Controversies in Neurology
May 2000

Treatment of Ocular MyastheniaSteroids Only When Compelled

Author Affiliations

From the Department of Neurology, Department of Veterans Affairs Medical Center in Cleveland, University Hospitals of Cleveland, Case Western Reserve University School of Medicine, Cleveland, Ohio.

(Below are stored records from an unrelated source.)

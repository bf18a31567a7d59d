//! Immutable columnar tables and the builder that assembles them.
//!
//! A [`Table`] is an ordered set of equal-length [`Column`]s together with a
//! [`GroupKey`]; the key's columns are materialized in the table, constant
//! across every row. Tables are immutable once built — downstream consumers
//! own the tables handed to them and the engine never touches them again.

use crate::alloc::Allocator;
use crate::column::{Column, ColumnBuilder};
use crate::errors::{EngineError, Result};
use crate::group_key::GroupKey;
use crate::values::{ColumnType, Value};
use serde::{Deserialize, Serialize};

/// Label and type of one column, without its data.
#[derive(Clone, Debug, PartialEq, Eq, Serialize, Deserialize)]
pub struct ColumnMeta {
    /// The column label.
    pub label: String,
    /// The column type.
    pub typ: ColumnType,
}

impl ColumnMeta {
    /// Construct a column descriptor.
    pub fn new(label: impl Into<String>, typ: ColumnType) -> Self {
        Self {
            label: label.into(),
            typ,
        }
    }
}

/// Sort a schema by label so schemas can be compared across column orders.
#[must_use]
pub fn normalized_schema(mut schema: Vec<ColumnMeta>) -> Vec<ColumnMeta> {
    schema.sort_by(|a, b| a.label.cmp(&b.label));
    schema
}

/// An immutable group-keyed columnar table.
#[derive(Clone, Debug, PartialEq)]
pub struct Table {
    key: GroupKey,
    columns: Vec<Column>,
}

impl Table {
    /// Assemble a table from a key and columns.
    ///
    /// # Errors
    ///
    /// `Invalid` when columns have unequal lengths, carry duplicate labels,
    /// or when a key column is missing from the columns (or present with the
    /// wrong type).
    pub fn new(key: GroupKey, columns: Vec<Column>) -> Result<Self> {
        if let Some(first) = columns.first() {
            for col in &columns[1..] {
                if col.len() != first.len() {
                    return Err(EngineError::invalid(format!(
                        "column lengths differ: {} has {} rows, {} has {}",
                        first.label(),
                        first.len(),
                        col.label(),
                        col.len()
                    ))
                    .with_key(&key));
                }
            }
        }
        for (i, col) in columns.iter().enumerate() {
            if columns[..i].iter().any(|c| c.label() == col.label()) {
                return Err(EngineError::invalid("duplicate column label in table")
                    .with_label(col.label())
                    .with_key(&key));
            }
        }
        for kc in key.columns() {
            match columns.iter().find(|c| c.label() == kc.label) {
                None => {
                    return Err(EngineError::invalid("group key column missing from table")
                        .with_label(&kc.label)
                        .with_key(&key));
                }
                Some(col) if col.column_type() != kc.typ => {
                    return Err(EngineError::invalid(format!(
                        "group key column has type {} in key but {} in table",
                        kc.typ,
                        col.column_type()
                    ))
                    .with_label(&kc.label)
                    .with_key(&key));
                }
                Some(_) => {}
            }
        }
        Ok(Self { key, columns })
    }

    /// The table's group key.
    #[must_use]
    pub fn key(&self) -> &GroupKey {
        &self.key
    }

    /// All columns in schema order.
    #[must_use]
    pub fn columns(&self) -> &[Column] {
        &self.columns
    }

    /// Look up a column by label.
    #[must_use]
    pub fn column(&self, label: &str) -> Option<&Column> {
        self.columns.iter().find(|c| c.label() == label)
    }

    /// Number of rows.
    #[must_use]
    pub fn len(&self) -> usize {
        self.columns.first().map_or(0, Column::len)
    }

    /// True when the table has no rows.
    #[must_use]
    pub fn is_empty(&self) -> bool {
        self.len() == 0
    }

    /// The table's schema in column order.
    #[must_use]
    pub fn schema(&self) -> Vec<ColumnMeta> {
        self.columns
            .iter()
            .map(|c| ColumnMeta::new(c.label(), c.column_type()))
            .collect()
    }

    /// Read one cell by label and row.
    #[must_use]
    pub fn value(&self, label: &str, row: usize) -> Option<Value> {
        self.column(label).map(|c| c.value(row))
    }
}

/// Builds a table column by column, against an allocator budget.
///
/// The join executor appends output rows cell by cell through
/// [`TableBuilder::column_mut`]; [`TableBuilder::finish`] seals the result
/// and releases the builder's bytes from the budget (the finished table is
/// owned by its receiver).
#[derive(Debug)]
pub struct TableBuilder {
    key: GroupKey,
    builders: Vec<ColumnBuilder>,
}

impl TableBuilder {
    /// Start a table with the given key and column schema.
    pub fn new(key: GroupKey, schema: &[ColumnMeta], alloc: &Allocator) -> Self {
        let builders = schema
            .iter()
            .map(|m| ColumnBuilder::new(&m.label, m.typ, alloc.clone()))
            .collect();
        Self { key, builders }
    }

    /// The key the finished table will carry.
    #[must_use]
    pub fn key(&self) -> &GroupKey {
        &self.key
    }

    /// The schema in column order.
    #[must_use]
    pub fn schema(&self) -> Vec<ColumnMeta> {
        self.builders
            .iter()
            .map(|b| ColumnMeta::new(b.label(), b.column_type()))
            .collect()
    }

    /// Number of columns.
    #[must_use]
    pub fn width(&self) -> usize {
        self.builders.len()
    }

    /// Rows appended so far (by the first column).
    #[must_use]
    pub fn len(&self) -> usize {
        self.builders.first().map_or(0, ColumnBuilder::len)
    }

    /// True when no rows have been appended.
    #[must_use]
    pub fn is_empty(&self) -> bool {
        self.len() == 0
    }

    /// Mutable access to the column builder at `idx`.
    pub fn column_mut(&mut self, idx: usize) -> &mut ColumnBuilder {
        &mut self.builders[idx]
    }

    /// Pre-reserve capacity for `additional` rows in every column.
    ///
    /// # Errors
    ///
    /// `ResourceExhausted` when the allocator budget would be exceeded.
    pub fn reserve(&mut self, additional: usize) -> Result<()> {
        for b in &mut self.builders {
            b.reserve(additional)?;
        }
        Ok(())
    }

    /// Seal all columns into an immutable [`Table`].
    ///
    /// # Errors
    ///
    /// `Internal` when the columns ended up with unequal lengths.
    pub fn finish(self) -> Result<Table> {
        let rows = self.len();
        let mut columns = Vec::with_capacity(self.builders.len());
        for b in self.builders {
            if b.len() != rows {
                return Err(EngineError::internal(format!(
                    "output column has {} rows, expected {rows}",
                    b.len()
                ))
                .with_label(b.label())
                .with_key(&self.key));
            }
            columns.push(b.finish());
        }
        Ok(Table {
            key: self.key,
            columns,
        })
    }
}
// SPDX-License-Identifier: BUSL-1.1
// Copyright (c) 2026 Alfred Jean LLC

//! Subscriber setup for the binary

use anyhow::{anyhow, Result};
use std::path::Path;
use tracing_appender::non_blocking::WorkerGuard;

/// Install the global subscriber.
///
/// Filtering follows `RUST_LOG` (default `info`). With a log file the output
/// goes through a non-blocking appender whose guard must be held until exit.
pub fn setup_logging(log_file: Option<&Path>) -> Result<Option<WorkerGuard>> {
    use tracing_subscriber::{fmt, prelude::*, EnvFilter};

    let filter = EnvFilter::try_from_default_env().unwrap_or_else(|_| EnvFilter::new("info"));

    let Some(path) = log_file else {
        tracing_subscriber::registry()
            .with(filter)
            .with(fmt::layer().with_writer(std::io::stderr))
            .init();
        return Ok(None);
    };

    let dir = match path.parent() {
        Some(parent) if !parent.as_os_str().is_empty() => parent,
        _ => Path::new("."),
    };
    std::fs::create_dir_all(dir)?;
    let file_name = path
        .file_name()
        .ok_or_else(|| anyhow!("log file has no file name: {}", path.display()))?;

    let file_appender = tracing_appender::rolling::never(dir, file_name);
    let (non_blocking, guard) = tracing_appender::non_blocking(file_appender);

    tracing_subscriber::registry()
        .with(filter)
        .with(fmt::layer().with_writer(non_blocking).with_ansi(false))
        .init();

    Ok(Some(guard))
}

Copyright 2000 American Medical Association. All Rights Reserved. Applicable FARS/DFARS Restrictions Apply to Government Use.2000

Arch Neurol. 2000;57(5):752-753. doi:10.1001/archneur.57.5.752

MYASTHENIA gravis (MG) preferentially involves the ocular muscles.1 Ocular myasthenia manifests as weakness of the levator palpebrae superioris leading to ptosis, or the extraocular muscles producing diplopia. The precise reasons for this predilection are poorly understood.2,3 As with all therapies for MG, there are few well-controlled studies of treatments of ocular myasthenia.4 Immunosuppressive therapies, in particular the corticosteroid prednisone, are the mainstay of treatment for generalized MG that compromises an individual's daily activities. Prednisone is also commonly used for ocular myasthenia. However, 4 factors should be considered prior to the use of steroids for patients with MG isolated to the ocular muscles: (1) Could the patient's symptoms improve with safer forms of therapy? (2) Will steroid treatment lead to resolution of symptoms? (3) Does the severity of the symptoms warrant the risk of steroid adverse effects? (4) Do steroids reduce the chance of generalization? We consider each of these questions and reach the conclusion that only the occasional case of ocular myasthenia should be treated with steroids.